[Dataset entries]
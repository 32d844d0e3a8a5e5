//! Init/deinit state machine shared by adapters, providers and the service.
//!
//! The machine is strictly linear:
//! `Uninitialized -> Initialized -> Uninitialized`. Both transitions are
//! idempotent: asking for the state you are already in does nothing.

use std::fmt;

use serde::{Deserialize, Serialize};

use crate::error::MediationResult;

/// Lifecycle states
#[derive(Debug, Clone, Copy, PartialEq, Eq, Default, Serialize, Deserialize)]
pub enum LifecycleState {
    /// Constructed or torn down; every query answers "not available"
    #[default]
    Uninitialized,
    /// Setup has run; the entity may serve requests
    Initialized,
}

impl fmt::Display for LifecycleState {
    fn fmt(&self, f: &mut fmt::Formatter<'_>) -> fmt::Result {
        match self {
            LifecycleState::Uninitialized => write!(f, "uninitialized"),
            LifecycleState::Initialized => write!(f, "initialized"),
        }
    }
}

/// Guards entity-specific setup and teardown so each runs once per transition.
#[derive(Debug, Default)]
pub struct LifecycleGuard {
    state: LifecycleState,
}

impl LifecycleGuard {
    pub fn new() -> Self {
        Self::default()
    }

    pub fn state(&self) -> LifecycleState {
        self.state
    }

    pub fn is_initialized(&self) -> bool {
        self.state == LifecycleState::Initialized
    }

    /// Run `setup` and move to [`LifecycleState::Initialized`].
    ///
    /// Returns `Ok(false)` without calling `setup` when already initialized.
    /// A failing `setup` leaves the guard uninitialized.
    pub fn initialize_with<E>(
        &mut self,
        setup: impl FnOnce() -> Result<(), E>,
    ) -> Result<bool, E> {
        if self.is_initialized() {
            return Ok(false);
        }
        setup()?;
        self.state = LifecycleState::Initialized;
        Ok(true)
    }

    /// Run `teardown` and move back to [`LifecycleState::Uninitialized`].
    ///
    /// Returns `false` without calling `teardown` when not initialized.
    pub fn deinitialize_with(&mut self, teardown: impl FnOnce()) -> bool {
        if !self.is_initialized() {
            return false;
        }
        teardown();
        self.state = LifecycleState::Uninitialized;
        true
    }
}

/// Common lifecycle surface of adapters, providers and the service.
pub trait Lifecycle {
    fn is_initialized(&self) -> bool;

    /// Bring the entity up. Calling it again is a no-op.
    fn initialize(&mut self) -> MediationResult<()>;

    /// Tear the entity down. Calling it while uninitialized is a no-op.
    fn deinitialize(&mut self);
}

impl<T: Lifecycle + ?Sized> Lifecycle for Box<T> {
    fn is_initialized(&self) -> bool {
        (**self).is_initialized()
    }

    fn initialize(&mut self) -> MediationResult<()> {
        (**self).initialize()
    }

    fn deinitialize(&mut self) {
        (**self).deinitialize()
    }
}
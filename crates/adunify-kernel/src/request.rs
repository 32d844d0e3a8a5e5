//! Requests, responses and the completion callback type.

use serde::{Deserialize, Serialize};
use uuid::Uuid;

use crate::kind::AdKind;

/// Completion callback for a show request.
///
/// Invoked exactly once when the backend reports a result, or immediately
/// with `success = false` when nothing could serve the request. A backend
/// that never completes never invokes it.
pub type ShowCallback = Box<dyn FnOnce(AdResponse) + Send>;

/// A request to show an ad of a given kind.
#[derive(Debug, Clone, PartialEq, Eq, Serialize, Deserialize)]
pub struct AdRequest {
    /// Correlates the request with its [`AdResponse`]
    pub id: Uuid,
    pub kind: AdKind,
    /// Application-defined placement name, forwarded to the backend
    pub placement: Option<String>,
}

impl AdRequest {
    pub fn new(kind: AdKind) -> Self {
        Self {
            id: Uuid::new_v4(),
            kind,
            placement: None,
        }
    }

    pub fn with_placement(mut self, placement: impl Into<String>) -> Self {
        self.placement = Some(placement.into());
        self
    }
}

/// Outcome of a show request.
#[derive(Debug, Clone, PartialEq, Eq, Serialize, Deserialize)]
pub struct AdResponse {
    pub request_id: Uuid,
    pub kind: AdKind,
    pub placement: Option<String>,
    pub success: bool,
    /// Provider that served the request, once the event passed through one
    pub provider_id: Option<String>,
    /// Adapter that served the request, if any was reached
    pub adapter_id: Option<String>,
}

impl AdResponse {
    /// Failed response for a request nothing could serve.
    pub fn unavailable(request: &AdRequest) -> Self {
        Self::from_request(request, false)
    }

    pub fn from_request(request: &AdRequest, success: bool) -> Self {
        Self {
            request_id: request.id,
            kind: request.kind,
            placement: request.placement.clone(),
            success,
            provider_id: None,
            adapter_id: None,
        }
    }

    pub fn with_adapter(mut self, adapter_id: impl Into<String>) -> Self {
        self.adapter_id = Some(adapter_id.into());
        self
    }

    pub fn with_provider(mut self, provider_id: impl Into<String>) -> Self {
        self.provider_id = Some(provider_id.into());
        self
    }
}

/// Reference to an ad a provider can serve, as listed by the service.
#[derive(Debug, Clone, PartialEq, Eq, Serialize, Deserialize)]
pub struct AdHandle {
    pub provider_id: String,
    pub adapter_id: String,
    /// Kind the adapter declares, which may be more general than the request
    pub serviced_kind: AdKind,
    pub ready: bool,
}
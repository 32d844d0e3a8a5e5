//! Weighted random mediation
//!
//! A [`CandidatePool`] snapshots the eligible candidates and their weights;
//! a [`MediationSelector`] draws one of them with probability proportional
//! to its weight.

pub mod pool;
pub mod selector;

pub use pool::{CandidatePool, PoolEntry};
pub use selector::MediationSelector;

/// Anything with a selection weight.
///
/// A weight of 0 keeps the candidate out of every draw.
pub trait Weighted {
    fn weight(&self) -> u32;
}

impl<T: Weighted + ?Sized> Weighted for Box<T> {
    fn weight(&self) -> u32 {
        (**self).weight()
    }
}
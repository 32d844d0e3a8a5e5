//! AdUnify kernel: the contracts shared by every mediation layer.
//!
//! - [`kind`]: ad kind descriptors and their specialization graph
//! - [`lifecycle`]: the init/deinit state machine
//! - [`event`]: observer lists for event fan-out
//! - [`request`]: requests, responses, completion callbacks
//! - [`config`]: configuration value objects and loader
//! - [`error`]: error taxonomy

// kind module
pub mod kind;
pub use kind::{AdKind, KindForm, KindGraph, KindGraphBuilder, standard};

// lifecycle module
pub mod lifecycle;
pub use lifecycle::{Lifecycle, LifecycleGuard, LifecycleState};

// event module
pub mod event;
pub use event::{EventHub, ListenerId};

// request module
pub mod request;
pub use request::{AdHandle, AdRequest, AdResponse, ShowCallback};

// config module
pub mod config;
pub use self::config::{AdStatus, AdapterConfig, AdapterSelection, ProviderConfig, ServiceConfig};

// error module
pub mod error;
pub use error::{BackendError, MediationError, MediationResult};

▶ _GOAL OF THE EXERCISE_
Write out exactly the lines of the entries above that run from the line containing "their specialization graph" through the last line, including both.

▶ _EXPECTED OUTPUT_
//! - [`kind`]: ad kind descriptors and their specialization graph
//! - [`lifecycle`]: the init/deinit state machine
//! - [`event`]: observer lists for event fan-out
//! - [`request`]: requests, responses, completion callbacks
//! - [`config`]: configuration value objects and loader
//! - [`error`]: error taxonomy

// kind module
pub mod kind;
pub use kind::{AdKind, KindForm, KindGraph, KindGraphBuilder, standard};

// lifecycle module
pub mod lifecycle;
pub use lifecycle::{Lifecycle, LifecycleGuard, LifecycleState};

// event module
pub mod event;
pub use event::{EventHub, ListenerId};

// request module
pub mod request;
pub use request::{AdHandle, AdRequest, AdResponse, ShowCallback};

// config module
pub mod config;
pub use self::config::{AdStatus, AdapterConfig, AdapterSelection, ProviderConfig, ServiceConfig};

// error module
pub mod error;
pub use error::{BackendError, MediationError, MediationResult};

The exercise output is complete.